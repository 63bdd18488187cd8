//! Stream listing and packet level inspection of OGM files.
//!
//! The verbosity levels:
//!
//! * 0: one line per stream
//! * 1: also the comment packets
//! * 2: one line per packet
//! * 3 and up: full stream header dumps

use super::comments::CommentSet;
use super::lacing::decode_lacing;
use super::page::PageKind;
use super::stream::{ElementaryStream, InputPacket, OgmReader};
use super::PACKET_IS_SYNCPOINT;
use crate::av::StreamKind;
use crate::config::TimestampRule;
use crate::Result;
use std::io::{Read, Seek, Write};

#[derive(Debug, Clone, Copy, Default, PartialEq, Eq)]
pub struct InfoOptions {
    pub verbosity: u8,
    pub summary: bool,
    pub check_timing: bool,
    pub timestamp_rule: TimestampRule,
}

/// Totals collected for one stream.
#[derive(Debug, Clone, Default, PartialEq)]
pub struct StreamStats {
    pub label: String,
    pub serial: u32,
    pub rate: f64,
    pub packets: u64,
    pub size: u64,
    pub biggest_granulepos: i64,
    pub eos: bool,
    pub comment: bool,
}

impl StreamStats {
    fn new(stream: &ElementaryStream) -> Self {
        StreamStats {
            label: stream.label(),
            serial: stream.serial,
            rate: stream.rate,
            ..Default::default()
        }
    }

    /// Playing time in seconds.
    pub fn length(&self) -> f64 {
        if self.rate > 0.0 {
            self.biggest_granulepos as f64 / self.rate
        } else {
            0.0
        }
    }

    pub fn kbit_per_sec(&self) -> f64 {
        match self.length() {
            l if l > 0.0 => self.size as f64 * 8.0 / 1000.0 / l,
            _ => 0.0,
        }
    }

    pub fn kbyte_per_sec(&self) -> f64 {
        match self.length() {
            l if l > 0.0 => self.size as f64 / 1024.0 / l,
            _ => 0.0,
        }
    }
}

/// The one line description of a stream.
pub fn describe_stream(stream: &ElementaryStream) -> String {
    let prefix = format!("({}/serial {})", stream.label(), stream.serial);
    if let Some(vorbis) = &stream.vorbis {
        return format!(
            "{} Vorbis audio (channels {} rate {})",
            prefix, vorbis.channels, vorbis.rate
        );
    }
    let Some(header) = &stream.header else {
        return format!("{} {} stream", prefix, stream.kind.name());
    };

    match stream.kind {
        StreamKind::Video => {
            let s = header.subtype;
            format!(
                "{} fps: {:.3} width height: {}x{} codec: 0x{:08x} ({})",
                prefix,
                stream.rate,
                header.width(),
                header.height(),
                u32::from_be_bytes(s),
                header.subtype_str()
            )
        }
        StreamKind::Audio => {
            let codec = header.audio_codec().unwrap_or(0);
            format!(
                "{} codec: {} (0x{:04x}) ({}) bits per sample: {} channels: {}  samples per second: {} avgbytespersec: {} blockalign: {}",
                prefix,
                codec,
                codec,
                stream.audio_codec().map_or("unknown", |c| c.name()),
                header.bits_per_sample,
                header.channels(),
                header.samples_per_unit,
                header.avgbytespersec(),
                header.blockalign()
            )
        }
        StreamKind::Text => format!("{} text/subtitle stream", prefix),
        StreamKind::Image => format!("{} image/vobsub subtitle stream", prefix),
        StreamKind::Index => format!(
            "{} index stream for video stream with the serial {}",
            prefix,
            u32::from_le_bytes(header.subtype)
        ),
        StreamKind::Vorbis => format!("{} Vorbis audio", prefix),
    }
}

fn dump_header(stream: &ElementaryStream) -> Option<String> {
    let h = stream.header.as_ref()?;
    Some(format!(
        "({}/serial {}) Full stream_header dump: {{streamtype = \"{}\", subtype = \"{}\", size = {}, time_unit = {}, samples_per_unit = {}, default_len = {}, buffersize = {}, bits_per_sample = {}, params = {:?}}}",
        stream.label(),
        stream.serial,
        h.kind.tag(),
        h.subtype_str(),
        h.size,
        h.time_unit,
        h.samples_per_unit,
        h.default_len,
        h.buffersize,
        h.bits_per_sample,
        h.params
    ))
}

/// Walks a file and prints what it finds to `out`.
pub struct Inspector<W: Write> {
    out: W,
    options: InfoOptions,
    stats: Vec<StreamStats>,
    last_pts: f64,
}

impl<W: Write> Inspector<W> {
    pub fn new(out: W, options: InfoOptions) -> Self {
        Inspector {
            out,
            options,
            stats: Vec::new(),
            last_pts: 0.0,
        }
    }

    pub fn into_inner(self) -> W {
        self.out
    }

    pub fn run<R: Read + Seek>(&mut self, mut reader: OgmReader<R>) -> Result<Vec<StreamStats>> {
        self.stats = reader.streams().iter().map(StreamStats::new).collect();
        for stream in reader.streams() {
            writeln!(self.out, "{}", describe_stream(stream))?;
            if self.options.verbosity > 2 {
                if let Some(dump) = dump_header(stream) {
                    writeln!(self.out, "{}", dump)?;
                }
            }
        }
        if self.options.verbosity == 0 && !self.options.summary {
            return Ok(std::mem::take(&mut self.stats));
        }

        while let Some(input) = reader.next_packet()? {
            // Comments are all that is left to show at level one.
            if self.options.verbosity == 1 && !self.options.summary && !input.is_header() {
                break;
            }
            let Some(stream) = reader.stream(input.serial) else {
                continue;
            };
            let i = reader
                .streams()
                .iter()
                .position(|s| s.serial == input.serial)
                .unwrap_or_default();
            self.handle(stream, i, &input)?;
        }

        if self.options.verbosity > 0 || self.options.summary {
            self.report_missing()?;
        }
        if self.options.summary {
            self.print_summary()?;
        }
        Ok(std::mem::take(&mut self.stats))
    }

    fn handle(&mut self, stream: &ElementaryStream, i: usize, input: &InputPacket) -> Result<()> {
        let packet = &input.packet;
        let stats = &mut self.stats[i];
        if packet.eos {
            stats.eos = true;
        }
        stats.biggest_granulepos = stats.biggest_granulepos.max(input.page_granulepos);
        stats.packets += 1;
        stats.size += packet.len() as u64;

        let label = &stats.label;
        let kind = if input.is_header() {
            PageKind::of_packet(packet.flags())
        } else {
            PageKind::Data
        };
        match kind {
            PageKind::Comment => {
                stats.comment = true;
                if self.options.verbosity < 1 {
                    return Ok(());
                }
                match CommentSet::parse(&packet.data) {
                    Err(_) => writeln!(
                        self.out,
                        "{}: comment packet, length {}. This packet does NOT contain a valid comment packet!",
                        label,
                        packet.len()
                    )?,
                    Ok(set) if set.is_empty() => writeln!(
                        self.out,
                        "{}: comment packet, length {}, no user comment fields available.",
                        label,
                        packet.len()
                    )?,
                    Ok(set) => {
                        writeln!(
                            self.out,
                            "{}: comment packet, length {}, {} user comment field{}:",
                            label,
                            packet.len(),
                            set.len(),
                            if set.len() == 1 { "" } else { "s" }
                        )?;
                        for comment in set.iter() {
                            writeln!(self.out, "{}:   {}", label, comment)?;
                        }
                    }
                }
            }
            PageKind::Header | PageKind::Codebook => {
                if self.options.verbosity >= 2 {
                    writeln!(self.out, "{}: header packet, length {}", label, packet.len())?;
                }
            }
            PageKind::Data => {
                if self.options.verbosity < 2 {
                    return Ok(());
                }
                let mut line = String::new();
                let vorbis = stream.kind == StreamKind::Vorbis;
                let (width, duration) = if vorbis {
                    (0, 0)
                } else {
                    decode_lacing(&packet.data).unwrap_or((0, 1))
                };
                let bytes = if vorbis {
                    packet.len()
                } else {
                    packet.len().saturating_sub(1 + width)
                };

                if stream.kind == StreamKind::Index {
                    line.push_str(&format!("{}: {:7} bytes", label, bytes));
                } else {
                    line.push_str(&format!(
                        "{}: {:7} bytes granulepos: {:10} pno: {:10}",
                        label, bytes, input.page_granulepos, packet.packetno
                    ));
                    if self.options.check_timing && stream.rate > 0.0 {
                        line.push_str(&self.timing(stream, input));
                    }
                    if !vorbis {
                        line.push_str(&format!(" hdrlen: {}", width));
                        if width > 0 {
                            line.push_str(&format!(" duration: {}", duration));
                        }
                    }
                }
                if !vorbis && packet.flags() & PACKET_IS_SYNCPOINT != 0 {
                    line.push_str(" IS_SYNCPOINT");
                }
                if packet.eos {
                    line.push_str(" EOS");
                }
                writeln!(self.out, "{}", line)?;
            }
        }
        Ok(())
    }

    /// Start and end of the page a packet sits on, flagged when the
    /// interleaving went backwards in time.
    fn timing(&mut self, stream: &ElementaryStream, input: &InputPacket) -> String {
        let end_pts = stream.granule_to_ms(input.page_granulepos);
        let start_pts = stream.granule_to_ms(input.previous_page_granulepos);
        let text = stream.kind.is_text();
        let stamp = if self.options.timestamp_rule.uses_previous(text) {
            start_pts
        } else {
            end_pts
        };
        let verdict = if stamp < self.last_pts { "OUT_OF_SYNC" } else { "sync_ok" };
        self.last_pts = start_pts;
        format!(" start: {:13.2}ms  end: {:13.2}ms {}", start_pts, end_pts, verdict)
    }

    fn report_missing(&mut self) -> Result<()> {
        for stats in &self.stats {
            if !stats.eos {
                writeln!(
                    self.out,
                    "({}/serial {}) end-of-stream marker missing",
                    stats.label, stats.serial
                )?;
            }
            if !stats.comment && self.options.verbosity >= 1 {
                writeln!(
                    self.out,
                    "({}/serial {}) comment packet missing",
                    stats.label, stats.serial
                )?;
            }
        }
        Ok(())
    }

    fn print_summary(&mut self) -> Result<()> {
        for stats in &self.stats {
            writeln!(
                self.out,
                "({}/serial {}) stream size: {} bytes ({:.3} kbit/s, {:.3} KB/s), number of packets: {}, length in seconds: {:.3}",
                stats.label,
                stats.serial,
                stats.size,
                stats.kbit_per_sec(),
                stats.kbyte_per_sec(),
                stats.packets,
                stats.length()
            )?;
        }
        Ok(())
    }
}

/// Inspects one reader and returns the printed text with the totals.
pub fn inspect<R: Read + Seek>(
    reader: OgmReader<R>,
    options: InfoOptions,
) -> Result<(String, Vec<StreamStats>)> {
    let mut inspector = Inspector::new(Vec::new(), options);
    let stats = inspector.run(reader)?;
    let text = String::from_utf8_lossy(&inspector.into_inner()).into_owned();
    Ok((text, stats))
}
---
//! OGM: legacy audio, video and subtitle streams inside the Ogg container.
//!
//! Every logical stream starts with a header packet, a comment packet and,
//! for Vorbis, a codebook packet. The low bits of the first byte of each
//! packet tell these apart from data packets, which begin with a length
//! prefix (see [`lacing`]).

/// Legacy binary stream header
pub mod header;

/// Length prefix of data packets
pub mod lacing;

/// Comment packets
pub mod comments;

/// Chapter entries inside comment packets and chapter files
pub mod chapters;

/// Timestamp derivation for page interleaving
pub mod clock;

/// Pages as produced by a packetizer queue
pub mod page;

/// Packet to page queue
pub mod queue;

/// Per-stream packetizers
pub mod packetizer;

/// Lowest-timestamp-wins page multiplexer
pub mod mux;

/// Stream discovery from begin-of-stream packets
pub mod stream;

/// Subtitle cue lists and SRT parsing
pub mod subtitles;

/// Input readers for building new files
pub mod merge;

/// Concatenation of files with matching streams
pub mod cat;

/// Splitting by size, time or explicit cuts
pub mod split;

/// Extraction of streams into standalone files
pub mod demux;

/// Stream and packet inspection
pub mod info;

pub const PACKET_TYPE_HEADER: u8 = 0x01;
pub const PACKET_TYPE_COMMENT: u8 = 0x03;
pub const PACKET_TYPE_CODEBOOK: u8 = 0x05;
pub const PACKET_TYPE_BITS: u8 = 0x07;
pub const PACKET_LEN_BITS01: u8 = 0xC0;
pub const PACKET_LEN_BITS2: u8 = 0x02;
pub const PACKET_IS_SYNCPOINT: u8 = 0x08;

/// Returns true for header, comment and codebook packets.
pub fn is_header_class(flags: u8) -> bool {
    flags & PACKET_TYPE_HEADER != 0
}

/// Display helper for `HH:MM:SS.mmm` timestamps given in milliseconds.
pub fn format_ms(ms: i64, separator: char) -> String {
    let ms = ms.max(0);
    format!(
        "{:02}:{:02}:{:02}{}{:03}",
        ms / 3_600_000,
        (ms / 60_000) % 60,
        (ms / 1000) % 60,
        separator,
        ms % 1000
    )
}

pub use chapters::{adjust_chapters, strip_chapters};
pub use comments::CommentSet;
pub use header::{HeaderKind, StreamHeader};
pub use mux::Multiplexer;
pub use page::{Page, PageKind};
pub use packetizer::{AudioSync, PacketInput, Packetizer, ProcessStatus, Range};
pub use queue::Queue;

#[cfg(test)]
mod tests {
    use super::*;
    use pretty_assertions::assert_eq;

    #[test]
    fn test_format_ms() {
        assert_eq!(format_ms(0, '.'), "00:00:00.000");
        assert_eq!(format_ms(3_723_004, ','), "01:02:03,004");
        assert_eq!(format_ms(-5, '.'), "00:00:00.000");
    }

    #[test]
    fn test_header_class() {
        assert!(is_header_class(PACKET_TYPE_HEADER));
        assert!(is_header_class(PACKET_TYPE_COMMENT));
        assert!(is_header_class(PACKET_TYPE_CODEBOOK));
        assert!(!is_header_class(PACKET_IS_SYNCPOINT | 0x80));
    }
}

● **YOUR ASSIGNMENT**: State how many lines of the entries include the string "chapters", with nothing besides the number.

● **SOLUTION TO THE PROBLEM**: 2